He turned back to Vasquez. "Second thing. Kay's friend, Inkonu, is dead."

Vasquez jerked back. "Where?"

"Here. Kay says get out, and I agree with him. The Freedom tunnel is too dangerous, my friend. Leave while you can." Sherlock patted Vasquez on the shoulder, and Joan saw him slip money into the man's pocket. "Thank you for your trouble. And about Inkonu - tell everyone."

They made their way - not back, but onwards. Joan saw several other people, or their small collections of possessions, as they passed by. The whole place was cold, damp, and appeared on the point of collapse.

At each person Sherlock stopped, mentioned Kay, and asked about the bags.

At last they reached a concrete ramp, leading up to an exit barred with steel girders.

Joan was grateful for the daylight, but could not see hot they could get out. Just beyond the barrier, she could see trees, and hear children playing. Yet here they were, trapped in this underground nightmare.

"Don't look so so worried, Watson," said Sherlock, snapping off the torch. "It's merely an illusion." To prove his point, he stepped up to the criss crossed girders, and ligjtlyifted one aside. "Cardboard," he said. "Painted grey. You just need to know which ones."

Outside in the fresh air, Joan trailed Sherlock back towards the Mission. But instead of going inside, he stopped, pulled out his phone, and dialled. "Captain Gregson, good afternoon. Yes, the drugs. I think if you go to the Unified Mission by Riverside, and look for a young white man with a very recent vocation, you'll find a key person in the Haitian drugs distribution network."
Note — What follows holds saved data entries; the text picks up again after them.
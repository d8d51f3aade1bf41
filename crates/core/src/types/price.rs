//! Type-safe price representation using decimal arithmetic.

use core::fmt;
use std::str::FromStr;

use rust_decimal::{Decimal, RoundingStrategy};
use serde::{Deserialize, Serialize};

/// A price with currency information.
#[derive(Debug, Clone, Copy, PartialEq, Eq, Serialize, Deserialize)]
pub struct Price {
    /// Amount in the currency's standard unit (e.g., dollars, not cents).
    pub amount: Decimal,
    /// ISO 4217 currency code.
    pub currency_code: CurrencyCode,
}

impl Price {
    /// Create a new price.
    #[must_use]
    pub const fn new(amount: Decimal, currency_code: CurrencyCode) -> Self {
        Self {
            amount,
            currency_code,
        }
    }

    /// Create a price from an amount in the smallest currency unit.
    #[must_use]
    pub fn from_cents(cents: i64, currency_code: CurrencyCode) -> Self {
        Self::new(Decimal::new(cents, 2), currency_code)
    }

    /// Format for display (e.g., "$19.99").
    ///
    /// Amounts are rounded half away from zero to two decimal places.
    #[must_use]
    pub fn display(&self) -> String {
        let rounded = self
            .amount
            .round_dp_with_strategy(2, RoundingStrategy::MidpointAwayFromZero);
        format!("{}{rounded:.2}", self.currency_code.symbol())
    }
}

impl fmt::Display for Price {
    fn fmt(&self, f: &mut fmt::Formatter<'_>) -> fmt::Result {
        f.write_str(&self.display())
    }
}

/// Error returned when parsing an unknown currency code.
#[derive(thiserror::Error, Debug, Clone, PartialEq, Eq)]
#[error("unsupported currency code: {0}")]
pub struct CurrencyCodeError(pub String);

/// ISO 4217 currency codes.
#[derive(Debug, Clone, Copy, PartialEq, Eq, Hash, Serialize, Deserialize, Default)]
pub enum CurrencyCode {
    #[default]
    USD,
    EUR,
    GBP,
    CAD,
    AUD,
}

impl CurrencyCode {
    /// Display symbol placed before the amount.
    #[must_use]
    pub const fn symbol(&self) -> &'static str {
        match self {
            Self::USD | Self::CAD | Self::AUD => "$",
            Self::EUR => "€",
            Self::GBP => "£",
        }
    }

    /// Three-letter ISO code.
    #[must_use]
    pub const fn code(&self) -> &'static str {
        match self {
            Self::USD => "USD",
            Self::EUR => "EUR",
            Self::GBP => "GBP",
            Self::CAD => "CAD",
            Self::AUD => "AUD",
        }
    }
}

impl fmt::Display for CurrencyCode {
    fn fmt(&self, f: &mut fmt::Formatter<'_>) -> fmt::Result {
        f.write_str(self.code())
    }
}

impl FromStr for CurrencyCode {
    type Err = CurrencyCodeError;

    fn from_str(s: &str) -> Result<Self, Self::Err> {
        match s.trim().to_ascii_uppercase().as_str() {
            "USD" => Ok(Self::USD),
            "EUR" => Ok(Self::EUR),
            "GBP" => Ok(Self::GBP),
            "CAD" => Ok(Self::CAD),
            "AUD" => Ok(Self::AUD),
            _ => Err(CurrencyCodeError(s.to_owned())),
        }
    }
}

#[cfg(test)]
#[allow(clippy::unwrap_used)]
mod tests {
    use super::*;

    #[test]
    fn test_display_pads_to_two_places() {
        let price = Price::new(Decimal::new(5, 0), CurrencyCode::USD);
        assert_eq!(price.display(), "$5.00");
    }

    #[test]
    fn test_display_rounds_half_away_from_zero() {
        let price = Price::new(Decimal::new(19_995, 3), CurrencyCode::USD);
        assert_eq!(price.display(), "$20.00");
    }

    #[test]
    fn test_from_cents() {
        let price = Price::from_cents(999, CurrencyCode::GBP);
        assert_eq!(price.amount, Decimal::new(999, 2));
        assert_eq!(price.to_string(), "£9.99");
    }

    #[test]
    fn test_currency_from_str() {
        assert_eq!("eur".parse::<CurrencyCode>().unwrap(), CurrencyCode::EUR);
        assert_eq!(" CAD ".parse::<CurrencyCode>().unwrap(), CurrencyCode::CAD);
        assert!("XYZ".parse::<CurrencyCode>().is_err());
    }

    #[test]
    fn test_currency_symbols() {
        assert_eq!(CurrencyCode::EUR.symbol(), "€");
        assert_eq!(CurrencyCode::AUD.symbol(), "$");
        assert_eq!(CurrencyCode::default(), CurrencyCode::USD);
    }

    #[test]
    fn test_serde_amount_as_string() {
        let price = Price::from_cents(999, CurrencyCode::USD);
        let json = serde_json::to_string(&price).unwrap();
        assert_eq!(json, r#"{"amount":"9.99","currency_code":"USD"}"#);
    }
}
He listened to Gregson for a minute, then rang off. "Coffee, I think, Watson. But not at the Mission. Perhaps one of those fine establishments where the price of a latte could provide a bed for the night for someone on the streets."

Watson set two coffees down at the counter overlooking the park, and perched on a stool beside Sherlock. She leaned in close as he smiled at her, and sniffed his neck.

"Ugh! It was you, wasn't it - you're Kay." She wafted the smell away.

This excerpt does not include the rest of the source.